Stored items
//! `Stats`: a handle to a background task that owns every tracked
//! timeframe's current bucket, serializing all reads and writes through a
//! single task the way the original's `eventLoop` goroutine does.
//!
//! Ported from `stats/stats.go`. `Set`/`Inc` become fire-and-forget channel
//! sends (dropped with a warning if the actor's inbox is full, matching the
//! original's non-blocking `select`/`default`), and `Get` becomes a
//! request/response round trip over a `oneshot` channel instead of a second
//! dedicated channel type.

use std::collections::HashMap;

use chrono::Utc;
use strest_types::DynMap;
use tokio::sync::{mpsc, oneshot};

use crate::error::StatsError;
use crate::timeamount::TimeAmount;

/// Hook invoked whenever a timeframe's bucket rolls over, so the
/// now-final values can be shipped off before being overwritten.
#[async_trait::async_trait]
pub trait Persister: Send + Sync {
    async fn persist(&self, time_amount: TimeAmount, epoch: i64, values: DynMap);
}

/// A `Persister` that only logs, for services that don't need durable
/// stats history.
#[derive(Debug, Default)]
pub struct LoggingPersister;

#[async_trait::async_trait]
impl Persister for LoggingPersister {
    async fn persist(&self, time_amount: TimeAmount, epoch: i64, values: DynMap) {
        tracing::info!(%time_amount, epoch, ?values, "stats bucket rolled over");
    }
}

#[derive(Debug, Clone)]
pub struct StatsSave {
    pub epoch: i64,
    pub time_amount: TimeAmount,
    pub values: DynMap,
}

enum Command {
    Set { key: String, val: i64 },
    Inc { key: String, val: i64 },
    Get { reply: oneshot::Sender<HashMap<TimeAmount, StatsSave>> },
}

/// A live stats tracker. Cloning shares the same background task; dropping
/// every clone lets the actor's inbox close and the task exit.
#[derive(Debug, Clone)]
pub struct Stats {
    sender: mpsc::Sender<Command>,
}

impl Stats {
    /// Starts tracking the given time amounts (e.g. `"1 minute"`,
    /// `"30 minute"`, `"1 day"`) immediately; the background task is
    /// spawned as part of construction, matching `New` + `Start` combined.
    pub fn new(time_amounts: &[&str], persister: std::sync::Arc<dyn Persister>) -> Result<Self, StatsError> {
        let mut parsed = Vec::with_capacity(time_amounts.len());
        for ta in time_amounts {
            parsed.push(TimeAmount::parse(ta)?);
        }
        let (sender, receiver) = mpsc::channel(500);
        tokio::spawn(run(parsed, persister, receiver));
        Ok(Stats { sender })
    }

    /// Overwrites `key`'s value in every tracked bucket. Dropped with a
    /// warning if the actor's inbox is momentarily full, matching the
    /// original's non-blocking send.
    pub fn set(&self, key: impl Into<String>, val: i64) {
        let key = key.into();
        if self.sender.try_send(Command::Set { key: key.clone(), val }).is_err() {
            tracing::warn!(key, val, "could not set stats key, actor inbox full or gone");
        }
    }

    pub fn inc(&self, key: impl Into<String>, val: i64) {
        let key = key.into();
        if self.sender.try_send(Command::Inc { key: key.clone(), val }).is_err() {
            tracing::warn!(key, val, "could not inc stats key, actor inbox full or gone");
        }
    }

    /// Snapshots every tracked bucket's current values.
    pub async fn get(&self) -> Result<HashMap<TimeAmount, StatsSave>, StatsError> {
        let (reply, rx) = oneshot::channel();
        self.sender
            .send(Command::Get { reply })
            .await
            .map_err(|_| StatsError::ActorGone)?;
        rx.await.map_err(|_| StatsError::ActorGone)
    }
}

async fn run(time_amounts: Vec<TimeAmount>, persister: std::sync::Arc<dyn Persister>, mut receiver: mpsc::Receiver<Command>) {
    let mut buckets: HashMap<TimeAmount, StatsSave> = time_amounts
        .into_iter()
        .map(|ta| {
            let epoch = ta.to_trendrr_epoch(Utc::now());
            (
                ta,
                StatsSave {
                    epoch,
                    time_amount: ta,
                    values: DynMap::new(),
                },
            )
        })
        .collect();

    while let Some(cmd) = receiver.recv().await {
        match cmd {
            Command::Set { key, val } => apply(&mut buckets, &persister, &key, val, false).await,
            Command::Inc { key, val } => apply(&mut buckets, &persister, &key, val, true).await,
            Command::Get { reply } => {
                let _ = reply.send(buckets.clone());
            }
        }
    }
}

async fn apply(
    buckets: &mut HashMap<TimeAmount, StatsSave>,
    persister: &std::sync::Arc<dyn Persister>,
    key: &str,
    val: i64,
    increment: bool,
) {
    let now = Utc::now();
    for (ta, save) in buckets.iter_mut() {
        let epoch = ta.to_trendrr_epoch(now);
        if epoch != save.epoch {
            persister.persist(save.time_amount, save.epoch, save.values.clone()).await;
            save.epoch = epoch;
            save.values = DynMap::new();
        }
        if increment {
            let current = save.values.get_i64(key).unwrap_or(0);
            let _ = save.values.put_dotted(key, current + val);
        } else {
            let _ = save.values.put_dotted(key, val);
        }
    }
}

#[cfg(test)]
mod tests {
    use super::*;

    #[tokio::test]
    async fn inc_accumulates_within_a_bucket() {
        let stats = Stats::new(&["1 day"], std::sync::Arc::new(LoggingPersister)).unwrap();
        stats.inc("requests", 3);
        stats.inc("requests", 4);
        tokio::time::sleep(std::time::Duration::from_millis(20)).await;
        let snapshot = stats.get().await.unwrap();
        let ta = TimeAmount::parse("1 day").unwrap();
        assert_eq!(snapshot[&ta].values.get_i64("requests"), Some(7));
    }

    #[tokio::test]
    async fn set_overwrites_rather_than_accumulating() {
        let stats = Stats::new(&["1 minute"], std::sync::Arc::new(LoggingPersister)).unwrap();
        stats.set("gauge", 10);
        stats.set("gauge", 20);
        tokio::time::sleep(std::time::Duration::from_millis(20)).await;
        let snapshot = stats.get().await.unwrap();
        let ta = TimeAmount::parse("1 minute").unwrap();
        assert_eq!(snapshot[&ta].values.get_i64("gauge"), Some(20));
    }

    #[tokio::test]
    async fn rejects_unparseable_time_amount() {
        assert!(Stats::new(&["1 fortnight"], std::sync::Arc::new(LoggingPersister)).is_err());
    }
}
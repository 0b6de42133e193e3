//! STREST client: a fixed-size, ping-supervised connection pool over the
//! binary transport.
//!
//! Grounded on the original client's `pool.go`/`connection.go`; the reader
//! goroutine becomes a reader task demuxing responses by `txn_id`, the
//! event loop becomes a writer task draining an outbound channel, and the
//! condition-variable borrow wait becomes an async `Notify`.
#![warn(missing_debug_implementations, rust_2018_idioms, unreachable_pub)]
#![deny(unsafe_code)]

mod config;
mod connection;
mod error;
mod pool;

pub use config::ClientConfig;
pub use error::ClientError;
pub use pool::{ping_request, Pool};
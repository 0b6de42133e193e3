//! Plain, programmatically constructed server configuration. Loading this
//! from a YAML file is left to callers: build a `ServerConfig` directly or
//! wire up your own loader.

use std::time::Duration;

/// Configuration for a single STREST server instance, covering all three
/// transports. Mirrors the builder-with-`Default` shape of
/// `turbomcp-server::config::ServerConfig`.
#[derive(Debug, Clone)]
pub struct ServerConfig {
    pub json_bind_addr: String,
    pub binary_bind_addr: String,
    pub http_bind_addr: String,
    pub max_message_size: usize,
    pub request_timeout: Duration,
}

impl Default for ServerConfig {
    fn default() -> Self {
        ServerConfig {
            json_bind_addr: "0.0.0.0:8009".to_string(),
            binary_bind_addr: "0.0.0.0:8010".to_string(),
            http_bind_addr: "0.0.0.0:8011".to_string(),
            max_message_size: 16 * 1024 * 1024,
            request_timeout: Duration::from_secs(30),
        }
    }
}

impl ServerConfig {
    pub fn json_bind_addr(mut self, addr: impl Into<String>) -> Self {
        self.json_bind_addr = addr.into();
        self
    }

    pub fn binary_bind_addr(mut self, addr: impl Into<String>) -> Self {
        self.binary_bind_addr = addr.into();
        self
    }

    pub fn http_bind_addr(mut self, addr: impl Into<String>) -> Self {
        self.http_bind_addr = addr.into();
        self
    }

    pub fn max_message_size(mut self, bytes: usize) -> Self {
        self.max_message_size = bytes;
        self
    }
}
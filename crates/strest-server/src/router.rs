//! The URI router: prefix (trailing-slash) or exact-match routes, a
//! longest-match wins, method-scoped route tables. Ported from
//! `strest/router.go`/`cheshire/router.go`'s `pathMatch`/`match` functions,
//! generalized to reject registrations under the reserved control-URI
//! namespace (`crate::control`).

use std::collections::HashMap;
use std::sync::Arc;

use strest_protocol::Method;
use tokio::sync::RwLock;

use crate::control::is_reserved;
use crate::error::ServerError;
use crate::filter::{Filter, FilterChain};
use crate::handler::Handler;

struct Entry {
    pattern: String,
    handler: Arc<dyn Handler>,
    local_filters: Vec<Arc<dyn Filter>>,
}

/// A route match: the handler to invoke and the local filters registered
/// alongside it, which run after the router's global filters.
pub struct Matched {
    pub handler: Arc<dyn Handler>,
    pub local_filters: Vec<Arc<dyn Filter>>,
}

/// Does `pattern` match `path`? A pattern ending in `/` matches any path
/// sharing that prefix; any other pattern must match exactly.
fn path_match(pattern: &str, path: &str) -> bool {
    if pattern.is_empty() {
        return false;
    }
    if !pattern.ends_with('/') {
        return pattern == path;
    }
    path.len() >= pattern.len() && path.starts_with(pattern)
}

/// Method-scoped, longest-prefix-match URI router.
pub struct Router {
    tables: RwLock<HashMap<Method, Vec<Entry>>>,
    global_filters: RwLock<Vec<Arc<dyn Filter>>>,
}

impl std::fmt::Debug for Router {
    fn fmt(&self, f: &mut std::fmt::Formatter<'_>) -> std::fmt::Result {
        f.debug_struct("Router").finish_non_exhaustive()
    }
}

impl Default for Router {
    fn default() -> Self {
        Self::new()
    }
}

impl Router {
    pub fn new() -> Self {
        Router {
            tables: RwLock::new(HashMap::new()),
            global_filters: RwLock::new(Vec::new()),
        }
    }

    /// Appends a filter to the global chain, run for every route (ahead of
    /// each route's own local filters) in registration order.
    pub async fn add_filter(&self, filter: Arc<dyn Filter>) {
        self.global_filters.write().await.push(filter);
    }

    pub async fn global_filter_chain(&self) -> FilterChain {
        FilterChain::new(self.global_filters.read().await.clone())
    }

    /// Registers `handler` for `method`/`pattern`. Rejects empty patterns,
    /// patterns under the reserved control namespace, and a second
    /// registration of the same method/pattern pair.
    pub async fn register(
        &self,
        method: Method,
        pattern: impl Into<String>,
        handler: Arc<dyn Handler>,
    ) -> Result<(), ServerError> {
        self.register_with_filters(method, pattern, handler, Vec::new()).await
    }

    /// Like [`Router::register`], but also binds `local_filters`, run after
    /// the router's global "before" hooks and before the handler, with
    /// their "afterWrite" hooks running first (innermost) on the way out.
    pub async fn register_with_filters(
        &self,
        method: Method,
        pattern: impl Into<String>,
        handler: Arc<dyn Handler>,
        local_filters: Vec<Arc<dyn Filter>>,
    ) -> Result<(), ServerError> {
        let pattern = pattern.into();
        if pattern.is_empty() {
            return Err(ServerError::EmptyPattern { pattern });
        }
        if is_reserved(&pattern) {
            return Err(ServerError::ReservedUri { pattern });
        }
        let mut tables = self.tables.write().await;
        let table = tables.entry(method).or_default();
        if table.iter().any(|e| e.pattern == pattern) {
            return Err(ServerError::DuplicateRegistration { method, pattern });
        }
        table.push(Entry { pattern, handler, local_filters });
        Ok(())
    }

    /// Registers a handler that is allowed to live under the control
    /// namespace; used internally by `strest-shard` for rebalance
    /// endpoints and by the server bootstrap for `/ping`.
    pub async fn register_control(
        &self,
        method: Method,
        pattern: impl Into<String>,
        handler: Arc<dyn Handler>,
    ) -> Result<(), ServerError> {
        let pattern = pattern.into();
        if pattern.is_empty() {
            return Err(ServerError::EmptyPattern { pattern });
        }
        let mut tables = self.tables.write().await;
        let table = tables.entry(method).or_default();
        if table.iter().any(|e| e.pattern == pattern) {
            return Err(ServerError::DuplicateRegistration { method, pattern });
        }
        table.push(Entry { pattern, handler, local_filters: Vec::new() });
        Ok(())
    }

    /// Finds the longest-matching handler for `method`/`path`, together
    /// with its local filters. Among patterns of equal length the
    /// earliest-registered one wins (entries are scanned in registration
    /// order, and only a strictly longer match replaces the current best).
    pub async fn matches(&self, method: Method, path: &str) -> Option<Matched> {
        let tables = self.tables.read().await;
        let table = tables.get(&method)?;
        let mut best: Option<&Entry> = None;
        for entry in table {
            if !path_match(&entry.pattern, path) {
                continue;
            }
            match best {
                Some(b) if entry.pattern.len() <= b.pattern.len() => {}
                _ => best = Some(entry),
            }
        }
        best.map(|e| Matched {
            handler: e.handler.clone(),
            local_filters: e.local_filters.clone(),
        })
    }
}

#[cfg(test)]
mod tests {
    use super::*;
    use crate::txn::Txn;
    use std::sync::atomic::{AtomicUsize, Ordering};
    use strest_protocol::Request;

    struct Counting(&'static str, Arc<AtomicUsize>);

    #[async_trait::async_trait]
    impl Handler for Counting {
        async fn handle(&self, _req: Request, _txn: Txn) {
            self.1.fetch_add(1, Ordering::SeqCst);
        }
    }

    #[tokio::test]
    async fn longest_prefix_wins() {
        let router = Router::new();
        let images = Arc::new(AtomicUsize::new(0));
        let thumbs = Arc::new(AtomicUsize::new(0));
        router
            .register(Method::Get, "/images/", Arc::new(Counting("images", images.clone())))
            .await
            .unwrap();
        router
            .register(
                Method::Get,
                "/images/thumbnails/",
                Arc::new(Counting("thumbs", thumbs.clone())),
            )
            .await
            .unwrap();

        let m = router.matches(Method::Get, "/images/thumbnails/cat.png").await.unwrap();
        m.handler
            .handle(Request::new("/images/thumbnails/cat.png", Method::Get), test_txn())
            .await;
        assert_eq!(thumbs.load(Ordering::SeqCst), 1);
        assert_eq!(images.load(Ordering::SeqCst), 0);

        let m2 = router.matches(Method::Get, "/images/dog.png").await.unwrap();
        m2.handler.handle(Request::new("/images/dog.png", Method::Get), test_txn()).await;
        assert_eq!(images.load(Ordering::SeqCst), 1);
    }

    #[tokio::test]
    async fn exact_pattern_requires_exact_match() {
        let router = Router::new();
        router
            .register(Method::Get, "/favicon.ico", Arc::new(Counting("f", Arc::new(AtomicUsize::new(0)))))
            .await
            .unwrap();
        assert!(router.matches(Method::Get, "/favicon.ico").await.is_some());
        assert!(router.matches(Method::Get, "/favicon.ico/extra").await.is_none());
    }

    #[tokio::test]
    async fn methods_are_scoped_independently() {
        let router = Router::new();
        router
            .register(Method::Get, "/x", Arc::new(Counting("g", Arc::new(AtomicUsize::new(0)))))
            .await
            .unwrap();
        assert!(router.matches(Method::Get, "/x").await.is_some());
        assert!(router.matches(Method::Post, "/x").await.is_none());
    }

    #[tokio::test]
    async fn duplicate_registration_is_rejected() {
        let router = Router::new();
        router
            .register(Method::Get, "/x", Arc::new(Counting("a", Arc::new(AtomicUsize::new(0)))))
            .await
            .unwrap();
        let err = router
            .register(Method::Get, "/x", Arc::new(Counting("b", Arc::new(AtomicUsize::new(0)))))
            .await
            .unwrap_err();
        assert!(matches!(err, ServerError::DuplicateRegistration { .. }));
    }

    #[tokio::test]
    async fn control_namespace_cannot_be_shadowed_by_application_handlers() {
        let router = Router::new();
        let err = router
            .register(Method::Get, "/__c/rt/get", Arc::new(Counting("x", Arc::new(AtomicUsize::new(0)))))
            .await
            .unwrap_err();
        assert!(matches!(err, ServerError::ReservedUri { .. }));

        let err = router
            .register(Method::Get, "/ping", Arc::new(Counting("x", Arc::new(AtomicUsize::new(0)))))
            .await
            .unwrap_err();
        assert!(matches!(err, ServerError::ReservedUri { .. }));
    }

    #[tokio::test]
    async fn matched_route_carries_its_local_filters() {
        struct Noop;
        #[async_trait::async_trait]
        impl crate::filter::Filter for Noop {}

        let router = Router::new();
        router
            .register_with_filters(
                Method::Get,
                "/x",
                Arc::new(Counting("x", Arc::new(AtomicUsize::new(0)))),
                vec![Arc::new(Noop)],
            )
            .await
            .unwrap();

        let m = router.matches(Method::Get, "/x").await.unwrap();
        assert_eq!(m.local_filters.len(), 1);
    }

    fn test_txn() -> Txn {
        Txn::new("t".into(), strest_protocol::TxnAccept::Single).0
    }
}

[TASK TO COMPLETE] Where a line of the records holds the word "favicon", copy that line.

[SOLUTION]
            .register(Method::Get, "/favicon.ico", Arc::new(Counting("f", Arc::new(AtomicUsize::new(0)))))
        assert!(router.matches(Method::Get, "/favicon.ico").await.is_some());
        assert!(router.matches(Method::Get, "/favicon.ico/extra").await.is_none());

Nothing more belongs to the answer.